During one of Moon’s missions, remains of airmen were discovered and, said Moon, “That changed my whole life because I suddenly decided right there, we shouldn’t be concentrating on airplanes, we should be bringing back MIAs and this is something I can do.” Since founding MIA Hunters with his son, Christopher, in 1990, Moon has spearheaded 24 missions in which more than 200 MIA remains have been found. Moon is justifiably proud that last year his group was “recognized by the U.S. Department of Defense as the number one MIA search group in America.” The discoveries are all reported to the U.S. Army for follow-up. All who go on the expeditions are volunteers who pay their own way.
Missions are currently concentrating on Papua New Guinea “because there are still 650 airplanes missing and their crews.” Moon stressed that this number does not include Australian and Japanese airplanes, just American. Moon is very eloquent on the subject of the MIA world, where he estimates that there are 1,800 American MIAs from the Vietnam War, 8,500 from Korea and 76,000 from World War II.
“It’s 65 years ago since the war ended, how can we leave 76,000 of our finest young men and women behind?
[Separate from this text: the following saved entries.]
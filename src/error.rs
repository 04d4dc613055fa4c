//! Run-level error taxonomy
//!
//! Only failures that prevent a run from starting surface as errors. A worker
//! whose transfer fails mid-run is not an error here: it stops on its own and
//! is reported through the run result's note.

use std::path::PathBuf;
use thiserror::Error;

/// Fatal errors raised before any measurement takes place
#[derive(Debug, Error)]
pub enum BenchError {
    /// The configuration violates a run invariant
    #[error("invalid configuration: {0}")]
    InvalidConfig(String),

    /// The target could not be opened, even after the buffered fallback
    #[error("failed to open {path} for {access}: {source}")]
    Open {
        path: PathBuf,
        access: &'static str,
        #[source]
        source: std::io::Error,
    },

    /// A worker thread could not be started
    #[error("failed to spawn worker {worker_id}: {source}")]
    Spawn {
        worker_id: usize,
        #[source]
        source: std::io::Error,
    },
}

impl BenchError {
    /// Whether the error happened while initializing IO (open or spawn)
    pub fn is_init_error(&self) -> bool {
        matches!(self, BenchError::Open { .. } | BenchError::Spawn { .. })
    }
}
//! Shared utilities: monotonic clock, aligned buffers and report formatting

pub mod buffer;
pub mod clock;
pub mod time;
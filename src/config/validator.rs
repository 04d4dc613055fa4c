//! Configuration validation

use super::BenchConfig;
use crate::util::buffer::DIRECT_IO_ALIGNMENT;
use anyhow::Result;
use tracing::warn;

/// Maximum number of concurrent workers
pub const MAX_QUEUE_DEPTH: usize = 1024;

/// Longest accepted warmup or measurement phase, in seconds
pub const MAX_PHASE_SECS: u64 = i32::MAX as u64;

/// Validate a run configuration
///
/// Hard errors are returned for anything that would make offset arithmetic or
/// worker setup meaningless. Settings that merely risk degraded results (such
/// as an unaligned block size with direct IO) are logged and allowed.
pub fn validate_config(config: &BenchConfig) -> Result<()> {
    if config.path.as_os_str().is_empty() {
        anyhow::bail!("path must not be empty");
    }

    if config.file_size == 0 {
        anyhow::bail!("file_size must be greater than 0");
    }

    if config.block_size == 0 {
        anyhow::bail!("block_size must be greater than 0");
    }

    if config.block_size > config.file_size {
        anyhow::bail!(
            "block_size ({}) must not exceed file_size ({})",
            config.block_size,
            config.file_size
        );
    }

    if config.block_size > i32::MAX as u64 {
        anyhow::bail!("block_size must be below 2 GiB, got {}", config.block_size);
    }

    if config.queue_depth == 0 || config.queue_depth > MAX_QUEUE_DEPTH {
        anyhow::bail!(
            "queue_depth must be between 1 and {}, got {}",
            MAX_QUEUE_DEPTH,
            config.queue_depth
        );
    }

    if config.duration_secs > MAX_PHASE_SECS {
        anyhow::bail!(
            "duration must be at most {} seconds, got {}",
            MAX_PHASE_SECS,
            config.duration_secs
        );
    }

    if config.warmup_secs > MAX_PHASE_SECS {
        anyhow::bail!(
            "warmup must be at most {} seconds, got {}",
            MAX_PHASE_SECS,
            config.warmup_secs
        );
    }

    if config.direct && config.block_size % DIRECT_IO_ALIGNMENT as u64 != 0 {
        warn!(
            block_size = config.block_size,
            alignment = DIRECT_IO_ALIGNMENT,
            "block size is not a multiple of the direct IO alignment; transfers may fail if O_DIRECT engages"
        );
    }

    if config.file_size % config.block_size != 0 {
        warn!(
            file_size = config.file_size,
            block_size = config.block_size,
            "file size is not a multiple of the block size; the trailing partial block is never accessed"
        );
    }

    Ok(())
}
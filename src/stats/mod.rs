//! Statistics
//!
//! - [`histogram`]: per-worker latency histograms (HdrHistogram)
//! - [`aggregate`]: average throughput and IOPS over the measurement phase
//! - [`result`]: the run result handed back to callers

pub mod aggregate;
pub mod histogram;
pub mod result;

pub use aggregate::{aggregate, Aggregate};
pub use histogram::LatencyHistogram;
pub use result::{LatencySummary, RunResult, ThroughputPoint};
//! Offset generation
//!
//! Workers pick the next IO position through a [`Distribution`], which yields
//! block numbers rather than byte offsets. The [`OffsetGenerator`] converts a
//! block number into a byte offset with a single multiplication, so every offset
//! is block-aligned by construction and no transfer can run past the file end:
//!
//! ```text
//! num_blocks = file_size / block_size          (floor)
//! offset     = block_num * block_size          block_num in [0, num_blocks)
//! offset + block_size <= file_size             always
//! ```
//!
//! # Example
//!
//! ```
//! use storagebench::distribution::{AccessPattern, OffsetGenerator};
//!
//! let mut offsets = OffsetGenerator::new(AccessPattern::Sequential, 4096, 3 * 4096, 1);
//! assert_eq!(offsets.next_offset(), 0);
//! assert_eq!(offsets.next_offset(), 4096);
//! assert_eq!(offsets.next_offset(), 8192);
//! assert_eq!(offsets.next_offset(), 0); // wrapped
//! ```

use serde::{Deserialize, Serialize};

pub mod sequential;
pub mod uniform;

/// Block number generator
///
/// Distributions must be `Send`; each worker owns its own instance so there is
/// no shared mutable state between workers.
pub trait Distribution: Send {
    /// Next block number in the range `[0, num_blocks)`
    ///
    /// Implementations return 0 when `num_blocks` is 0.
    fn next_block(&mut self, num_blocks: u64) -> u64;
}

/// How a worker walks the file
#[derive(Debug, Clone, Copy, Serialize, Deserialize, PartialEq, Eq)]
#[serde(rename_all = "lowercase")]
pub enum AccessPattern {
    Sequential,
    Random,
}

/// Multiplier used to derive a worker's RNG seed from its id
///
/// Runs are reproducible per worker id, while no two workers share a stream.
pub const WORKER_SEED_MULTIPLIER: u64 = 88_172_645_463_393_265;

/// Seed for the random offset stream of worker `worker_id`
#[inline]
pub fn worker_seed(worker_id: usize) -> u64 {
    (worker_id as u64).wrapping_mul(WORKER_SEED_MULTIPLIER)
}

/// Converts a worker's block distribution into byte offsets
pub struct OffsetGenerator {
    distribution: Box<dyn Distribution>,
    block_size: u64,
    num_blocks: u64,
}

impl OffsetGenerator {
    /// Create the generator for one worker
    ///
    /// Sequential workers each start at block 0 with a private cursor. Random
    /// workers are seeded from `worker_id` via [`worker_seed`].
    pub fn new(pattern: AccessPattern, block_size: u64, file_size: u64, worker_id: usize) -> Self {
        let distribution: Box<dyn Distribution> = match pattern {
            AccessPattern::Sequential => Box::new(sequential::SequentialDistribution::new()),
            AccessPattern::Random => {
                Box::new(uniform::UniformDistribution::with_seed(worker_seed(worker_id)))
            }
        };

        Self::with_distribution(distribution, block_size, file_size)
    }

    /// Create a generator around an arbitrary distribution
    pub fn with_distribution(
        distribution: Box<dyn Distribution>,
        block_size: u64,
        file_size: u64,
    ) -> Self {
        let num_blocks = if block_size == 0 { 0 } else { file_size / block_size };
        Self {
            distribution,
            block_size,
            num_blocks,
        }
    }

    /// Number of whole blocks that fit in the file
    pub fn num_blocks(&self) -> u64 {
        self.num_blocks
    }

    /// Byte offset of the next transfer
    #[inline(always)]
    pub fn next_offset(&mut self) -> u64 {
        self.distribution.next_block(self.num_blocks) * self.block_size
    }
}

#[cfg(test)]
mod tests {
    use super::*;

    #[test]
    fn test_sequential_offsets_wrap_at_file_bound() {
        let block = 4096u64;
        let file = 10 * block + 100; // trailing partial block is never touched
        let mut gen = OffsetGenerator::new(AccessPattern::Sequential, block, file, 1);

        let offsets: Vec<u64> = (0..25).map(|_| gen.next_offset()).collect();
        for (i, off) in offsets.iter().enumerate() {
            assert_eq!(*off, (i as u64 % 10) * block);
            assert!(off + block <= file);
        }
    }

    #[test]
    fn test_random_offsets_aligned_and_in_bounds() {
        let block = 4096u64;
        let file = 64 * 1024 * 1024u64;
        let mut gen = OffsetGenerator::new(AccessPattern::Random, block, file, 3);

        for _ in 0..10_000 {
            let off = gen.next_offset();
            assert_eq!(off % block, 0);
            assert!(off <= file - block);
        }
    }

    #[test]
    fn test_random_offsets_reproducible_per_worker() {
        let mut a = OffsetGenerator::new(AccessPattern::Random, 512, 1 << 20, 2);
        let mut b = OffsetGenerator::new(AccessPattern::Random, 512, 1 << 20, 2);
        let mut c = OffsetGenerator::new(AccessPattern::Random, 512, 1 << 20, 3);

        let seq_a: Vec<u64> = (0..32).map(|_| a.next_offset()).collect();
        let seq_b: Vec<u64> = (0..32).map(|_| b.next_offset()).collect();
        let seq_c: Vec<u64> = (0..32).map(|_| c.next_offset()).collect();

        assert_eq!(seq_a, seq_b);
        assert_ne!(seq_a, seq_c);
    }

    #[test]
    fn test_block_equal_to_file_size() {
        let mut seq = OffsetGenerator::new(AccessPattern::Sequential, 8192, 8192, 1);
        let mut rnd = OffsetGenerator::new(AccessPattern::Random, 8192, 8192, 1);
        assert_eq!(seq.num_blocks(), 1);
        for _ in 0..5 {
            assert_eq!(seq.next_offset(), 0);
            assert_eq!(rnd.next_offset(), 0);
        }
    }

    #[test]
    fn test_worker_seed_distinct() {
        assert_ne!(worker_seed(1), worker_seed(2));
        assert_eq!(worker_seed(0), 0);
    }
}
//! Measurement-phase aggregation
//!
//! Turns the official measurement totals into average throughput and IOPS. A
//! zero-length measurement phase yields zeros rather than a division by zero.

use crate::util::time::BYTES_PER_MB;
use serde::{Deserialize, Serialize};

/// Averages over the measurement phase
#[derive(Debug, Clone, Copy, PartialEq, Default, Serialize, Deserialize)]
pub struct Aggregate {
    /// Average throughput in MB/s (1 MB = 1,048,576 bytes)
    pub avg_throughput_mbps: f64,

    /// Average completed operations per second
    pub avg_iops: f64,
}

/// Compute average throughput and IOPS over `duration_secs`
///
/// ```
/// use storagebench::stats::aggregate::aggregate;
///
/// let agg = aggregate(3 * 1_048_576, 768, 3);
/// assert_eq!(agg.avg_throughput_mbps, 1.0);
/// assert_eq!(agg.avg_iops, 256.0);
///
/// assert_eq!(aggregate(4096, 1, 0).avg_iops, 0.0);
/// ```
pub fn aggregate(total_bytes: u64, total_ops: u64, duration_secs: u64) -> Aggregate {
    if duration_secs == 0 {
        return Aggregate::default();
    }

    let secs = duration_secs as f64;
    Aggregate {
        avg_throughput_mbps: total_bytes as f64 / BYTES_PER_MB / secs,
        avg_iops: total_ops as f64 / secs,
    }
}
It’s unconscionable! Why isn’t the country up in arms? I don’t understand it.”
With so many remains to recover, Moon decided to use multiple targets. To find someone in the jungle, said Moon, “You go to the natives.” So Moon put native trackers on a payroll to find sites. Within three months, the trackers had found 12 crash sites for exploration during the 2007 mission. In 2008, eight more sites were investigated. The next mission is scheduled for May of 2010 and Moon started by giving his trackers 20 months to find 40 sites in two areas of New Guinea. “They’ve already found 48 sites,” said Moon, who expects there may be 80 sites by the time the group leaves on this 25th mission.
Moon is so committed to this mission of bring back MIAs that “something had to go and I’m afraid art went.” He has not painted a picture for 18 months, despite proddings to do so from his publisher and his wife, Cicely. But he is not sure, at age 81, how much longer he can lead missions into the jungle and expects that someday, “I’ll pick up where I left off” with his art. However, he added, “That’s yet to happen.”